- **Assignment**: The word "title" may appear in some lines of the data; copy every such line.

- **Materials provided**:

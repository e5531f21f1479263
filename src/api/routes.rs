//! API Routes
//!
//! HTTP endpoint definitions. Handlers translate requests into component
//! calls; status codes for failures come from `AppError`.

use axum::{
    extract::{Extension, Query, State},
    http::StatusCode,
    routing::{get, post},
    Json, Router,
};
use serde::{Deserialize, Serialize};
use uuid::Uuid;

use crate::catalog::MovieCatalog;
use crate::directory::SessionDirectory;
use crate::domain::{Client, Movie, MovieChanges, NewClient, OperationContext, Session, Ticket};
use crate::error::AppResult;
use crate::handlers::{BookTicketCommand, BookTicketHandler};
use crate::registry::ClientRegistry;
use crate::storage::Storage;

use super::extract::{AppJson, AppPath};

// =========================================================================
// Request/Response types
// =========================================================================

#[derive(Debug, Serialize, Deserialize)]
pub struct CreateMovieRequest {
    pub title: String,
    #[serde(default)]
    pub synopsis: String,
}

#[derive(Debug, Default, Serialize, Deserialize)]
pub struct SessionSearchQuery {
    #[serde(default)]
    pub movie: String,
}

#[derive(Debug, Default, Serialize, Deserialize)]
pub struct BookTicketRequest {
    #[serde(default)]
    pub email: Option<String>,
}

#[derive(Debug, Serialize, Deserialize)]
pub struct BookTicketResponse {
    pub ticket_id: Uuid,
    pub client_id: Uuid,
    pub session_id: Uuid,
}

// =========================================================================
// API Router
// =========================================================================

/// Create the API router
pub fn create_router() -> Router<Storage> {
    Router::new()
        // Movie catalog
        .route("/movies", get(list_movies).post(create_movie))
        .route(
            "/movies/:slug",
            get(get_movie).patch(update_movie).delete(delete_movie),
        )
        // Session directory and booking
        .route("/sessions", get(search_sessions))
        .route("/sessions/:session_id", get(get_session))
        .route(
            "/sessions/:session_id/tickets",
            get(list_session_tickets).post(book_ticket),
        )
        // Client registry
        .route("/clients", post(register_client))
        .route("/clients/:client_id", get(get_client))
}

// =========================================================================
// Movies
// =========================================================================

/// List all movies
async fn list_movies(State(storage): State<Storage>) -> AppResult<Json<Vec<Movie>>> {
    let movies = MovieCatalog::new(storage).list().await?;
    Ok(Json(movies))
}

/// Create a movie from its title
async fn create_movie(
    State(storage): State<Storage>,
    AppJson(request): AppJson<CreateMovieRequest>,
) -> AppResult<(StatusCode, Json<Movie>)> {
    let movie = MovieCatalog::new(storage)
        .create(&request.title, &request.synopsis)
        .await?;

    Ok((StatusCode::CREATED, Json(movie)))
}

/// Get movie by slug
async fn get_movie(
    State(storage): State<Storage>,
    AppPath(slug): AppPath<String>,
) -> AppResult<Json<Movie>> {
    let movie = MovieCatalog::new(storage).get(&slug).await?;
    Ok(Json(movie))
}

/// Partially update a movie
async fn update_movie(
    State(storage): State<Storage>,
    AppPath(slug): AppPath<String>,
    AppJson(changes): AppJson<MovieChanges>,
) -> AppResult<Json<Movie>> {
    let movie = MovieCatalog::new(storage).update(&slug, changes).await?;
    Ok(Json(movie))
}

/// Delete a movie
async fn delete_movie(
    State(storage): State<Storage>,
    AppPath(slug): AppPath<String>,
) -> AppResult<StatusCode> {
    MovieCatalog::new(storage).delete(&slug).await?;
    Ok(StatusCode::NO_CONTENT)
}

// =========================================================================
// Sessions
// =========================================================================

/// Search sessions by movie slug (empty query lists every session)
async fn search_sessions(
    State(storage): State<Storage>,
    Query(query): Query<SessionSearchQuery>,
) -> AppResult<Json<Vec<Session>>> {
    let sessions = SessionDirectory::new(storage).search(&query.movie).await?;
    Ok(Json(sessions))
}

/// Get session by ID
async fn get_session(
    State(storage): State<Storage>,
    AppPath(session_id): AppPath<Uuid>,
) -> AppResult<Json<Session>> {
    let session = SessionDirectory::new(storage).get_by_id(session_id).await?;
    Ok(Json(session))
}

/// List tickets issued for a session
async fn list_session_tickets(
    State(storage): State<Storage>,
    AppPath(session_id): AppPath<Uuid>,
) -> AppResult<Json<Vec<Ticket>>> {
    let tickets = SessionDirectory::new(storage)
        .list_tickets(session_id)
        .await?;
    Ok(Json(tickets))
}

/// Book a ticket for a session
async fn book_ticket(
    State(storage): State<Storage>,
    Extension(context): Extension<OperationContext>,
    AppPath(session_id): AppPath<Uuid>,
    AppJson(request): AppJson<BookTicketRequest>,
) -> AppResult<(StatusCode, Json<BookTicketResponse>)> {
    let handler = BookTicketHandler::new(storage);

    let command = BookTicketCommand::new(session_id, request.email.unwrap_or_default());

    let result = handler.execute(command, &context).await?;

    Ok((
        StatusCode::CREATED,
        Json(BookTicketResponse {
            ticket_id: result.ticket_id,
            client_id: result.client_id,
            session_id: result.session_id,
        }),
    ))
}

// =========================================================================
// Clients
// =========================================================================

/// Register a client
async fn register_client(
    State(storage): State<Storage>,
    AppJson(request): AppJson<NewClient>,
) -> AppResult<(StatusCode, Json<Client>)> {
    let client = ClientRegistry::new(storage).register(request).await?;
    Ok((StatusCode::CREATED, Json(client)))
}

/// Get client by ID
async fn get_client(
    State(storage): State<Storage>,
    AppPath(client_id): AppPath<Uuid>,
) -> AppResult<Json<Client>> {
    let client = ClientRegistry::new(storage).get_by_id(client_id).await?;
    Ok(Json(client))
}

- **Task response**:
    pub title: String,
/// Create a movie from its title
        .create(&request.title, &request.synopsis)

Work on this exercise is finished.